Posted by: PaulD at Jan 28, 2007 6:18:59 AM
PaulD,
I agree that you cannot prove, in an absolute empirical sense, the shape of a long-term supply curve, since economists cannot be expected to predict the future.
However, you can supply some empirical evidence combined with an industry specific analysis that may lead to a decent, although by no means certain, understanding of what the long-run supply is likely to look like.
Posted by: Ragerz at Jan 28, 2007 6:24:55 AM
Keith writes:
"you claim that some sub-markets in health care have rising long-run supply curves"

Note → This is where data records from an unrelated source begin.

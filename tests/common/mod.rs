//! Shared test utilities for building corpus trees and reading CSV output.

#![allow(dead_code)]

use std::fs;
use std::path::{Path, PathBuf};
use tempfile::TempDir;

pub const FIXTURE_DIR: &str = "tests/fixtures";

/// Audio files created under `wav/`, relative to the audio root.
///
/// `SSB00050003` has no transcript and `SSB0999` has no speaker metadata.
pub const AUDIO_FILES: &[&str] = &[
    "SSB0005/SSB00050001.wav",
    "SSB0005/SSB00050002.wav",
    "SSB0005/SSB00050003.wav",
    "SSB0005/notes.txt",
    "SSB0012/SSB00120001.wav",
    "SSB0999/SSB09990001.wav",
];

/// Path to a file in `tests/fixtures`.
pub fn fixture_path(name: &str) -> PathBuf {
    PathBuf::from(env!("CARGO_MANIFEST_DIR"))
        .join(FIXTURE_DIR)
        .join(name)
}

/// A temporary AISHELL-3 style corpus:
///
/// ```text
/// <tmp>/datasets/spk-info.txt
/// <tmp>/datasets/train/content.txt
/// <tmp>/datasets/train/wav/<speaker>/<utt>.wav
/// ```
pub struct Corpus {
    pub dir: TempDir,
    pub dataset_root: PathBuf,
    pub annotation: PathBuf,
    pub speaker_info: PathBuf,
    pub audio_root: PathBuf,
    pub output: PathBuf,
}

/// Create the fixture corpus in a fresh temporary directory.
pub fn build_corpus() -> Corpus {
    let dir = tempfile::tempdir().expect("tempdir");
    let datasets = dir.path().join("datasets");
    let dataset_root = datasets.join("train");
    let audio_root = dataset_root.join("wav");

    for rel in AUDIO_FILES {
        let path = audio_root.join(rel);
        fs::create_dir_all(path.parent().unwrap()).expect("create speaker dir");
        fs::write(&path, b"RIFF\0\0\0\0WAVE").expect("write audio stub");
    }

    let annotation = dataset_root.join("content.txt");
    fs::copy(fixture_path("content.txt"), &annotation).expect("copy content.txt");
    let speaker_info = datasets.join("spk-info.txt");
    fs::copy(fixture_path("spk-info.txt"), &speaker_info).expect("copy spk-info.txt");

    let output = dir.path().join("out.csv");
    Corpus {
        dir,
        dataset_root,
        annotation,
        speaker_info,
        audio_root,
        output,
    }
}

/// Read a CSV file into its header and records.
pub fn read_csv(path: &Path) -> (Vec<String>, Vec<Vec<String>>) {
    let mut reader = csv::Reader::from_path(path)
        .unwrap_or_else(|e| panic!("failed to open csv {}: {e}", path.display()));
    let header = reader
        .headers()
        .expect("csv header")
        .iter()
        .map(str::to_string)
        .collect();
    let rows = reader
        .records()
        .map(|record| {
            record
                .expect("csv record")
                .iter()
                .map(str::to_string)
                .collect()
        })
        .collect();
    (header, rows)
}

/// Find the record with the given `utt_id` (last column).
pub fn row_for<'a>(rows: &'a [Vec<String>], utt_id: &str) -> &'a [String] {
    rows.iter()
        .find(|row| row.last().map(String::as_str) == Some(utt_id))
        .unwrap_or_else(|| panic!("no row for {utt_id}"))
}
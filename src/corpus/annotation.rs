//! Transcript annotation parsing.
//!
//! Each line of an annotation file pairs an audio filename with the
//! utterance written as interleaved characters and pinyin:
//!
//! ```text
//! SSB00050001.wav	广 guang3 州 zhou1 女 nv3 大 da4 学 xue2 生 sheng1
//! ```
//!
//! Parsing keeps the characters and drops the pinyin, yielding
//! `SSB00050001.wav -> 广州女大学生`.

use crate::error::JoinError;
use crate::perf::{self, Metric};
use anyhow::{Context, Result};
use std::collections::HashMap;
use std::fs::File;
use std::io::{BufRead, BufReader};
use std::path::Path;

/// Audio filename to cleaned transcript text.
pub type TranscriptMap = HashMap<String, String>;

/// Outcome of parsing a single annotation line.
#[derive(Debug, Clone, PartialEq, Eq)]
pub enum AnnotationLine {
    /// Empty or `#` comment line.
    Blank,
    /// No filename/content split could be found.
    Malformed,
    /// A filename with its stripped transcript (possibly empty).
    Entry { filename: String, text: String },
}

/// Return true when `token` is a pinyin annotation rather than text.
///
/// A token is annotation iff it is non-empty, pure ASCII, and made only of
/// letters and digits (`guang3`, `nv3`, `A1`). Anything with non-ASCII
/// characters or ASCII punctuation (`广`, `。`, `A-1`) is text.
pub fn is_pronunciation_token(token: &str) -> bool {
    !token.is_empty() && token.chars().all(|c| c.is_ascii_alphanumeric())
}

/// Concatenate the text tokens of `content`, dropping pinyin annotations.
pub fn strip_pronunciation(content: &str) -> String {
    content
        .split_whitespace()
        .filter(|token| !is_pronunciation_token(token))
        .collect()
}

/// Parse one annotation line.
///
/// A tab takes precedence: the filename is exactly the text before the first
/// tab. Without a tab the line is split once on whitespace.
pub fn parse_annotation_line(line: &str) -> AnnotationLine {
    let line = line.trim();
    if line.is_empty() || line.starts_with('#') {
        return AnnotationLine::Blank;
    }

    let (filename, content) = match line.split_once('\t') {
        Some(split) => split,
        None => match line.split_once(char::is_whitespace) {
            Some((name, rest)) if !rest.trim().is_empty() => (name, rest),
            _ => return AnnotationLine::Malformed,
        },
    };

    AnnotationLine::Entry {
        filename: filename.to_string(),
        text: strip_pronunciation(content),
    }
}

/// Parse every line from `reader` into a transcript map.
///
/// Malformed lines are skipped with a warning. Repeated filenames keep the
/// last occurrence.
pub fn parse_transcripts<R: BufRead>(reader: R) -> Result<TranscriptMap> {
    let mut transcripts = TranscriptMap::new();
    let mut skipped = 0u64;
    for (idx, line) in reader.lines().enumerate() {
        let line = line.with_context(|| format!("Failed to read annotation line {}", idx + 1))?;
        perf::add_count(Metric::AnnotationLines, 1);
        match parse_annotation_line(&line) {
            AnnotationLine::Blank => {}
            AnnotationLine::Malformed => {
                skipped += 1;
                log::warn!("Skipping unparseable annotation line {}: {}", idx + 1, line.trim());
            }
            AnnotationLine::Entry { filename, text } => {
                transcripts.insert(filename, text);
            }
        }
    }
    perf::add_count(Metric::AnnotationSkipped, skipped);
    Ok(transcripts)
}

/// Load an annotation file from disk.
///
/// # Errors
///
/// Returns [`JoinError::AnnotationNotFound`] if the file does not exist, or an
/// I/O error if it cannot be read as UTF-8 text.
pub fn load_transcripts(path: impl AsRef<Path>) -> Result<TranscriptMap> {
    let _span = perf::span(Metric::AnnotationLoad);
    let path = path.as_ref();
    if !path.exists() {
        return Err(JoinError::AnnotationNotFound {
            path: path.to_path_buf(),
        }
        .into());
    }

    let file = File::open(path)
        .with_context(|| format!("Failed to open annotation file {}", path.display()))?;
    let transcripts = parse_transcripts(BufReader::new(file))?;
    log::info!(
        "Parsed {} transcripts from {}",
        transcripts.len(),
        path.display()
    );
    Ok(transcripts)
}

No, not exactly. My claim is that the shape of innovative medicial treatment while something it is protected by patent obviously is not flat while the patent protection lasts.
If you have a long-run long enough for the patent protection to expire, the curve probably would flatten out as well.
So, my claim is that there is an intermediate run period with a rising supply curve.
But, even so, I don't think robbing Peter helps Paul with respect to these submarkets, if Peter's consumption is necessary to give companies incentive to innovate in the first place.
Posted by: Ragerz at Jan 28, 2007 6:33:00 AM
So to get this straight, Krugman should have said: "Again wow. Although all economists agree that in the short-term, subsidizing health insurance costs increases demand and therefore prices, no economic analysis that I am aware of demonstrates conclusively that this is true when the market acheives long-term equilibrium." Yeah, sure. That is definately what he meant to say.
Posted by: pauld at Jan 28, 2007 8:38:19 AM
Ragerz -
Name for me the substitutes for qualified medical personnel. You're assuming a limitless supply of doctors, nurses, medicine, etc. But I'm the moron?
You admit that the supply curve for the most important input to a computer (copper) is vertical, but you still believe that the supply curve for computers is flat? And I'm the moron?
You claim that nobody can predict long-term economic trends, and then proceed in your next post to do precisely that? And I'm the moron?
Good sir, compared with you my intellect is a sun to your match.
Posted by: brian at Jan 28, 2007 11:58:01 AM
brian,
You just changed the subject. Remember, we were talking about copper. You were explaining how the long-run supply curve for computers can't be horizontal because of copper. And, since you think that, I am asserting that you are a moron.
I was being very sarcastic when I suggested that copper would make the long-run supply of computers veritical.
Posted by: Ragerz at Jan 29, 2007 1:13:19 PM
Late but still relevant: Amy Finkelstein at MIT has exactly the paper Krugman syas doesn't exist:
The Aggregate Effects of Health Insurance: Evidence from the Introduction of Medicare 2007, Quarterly Journal of Economics. February.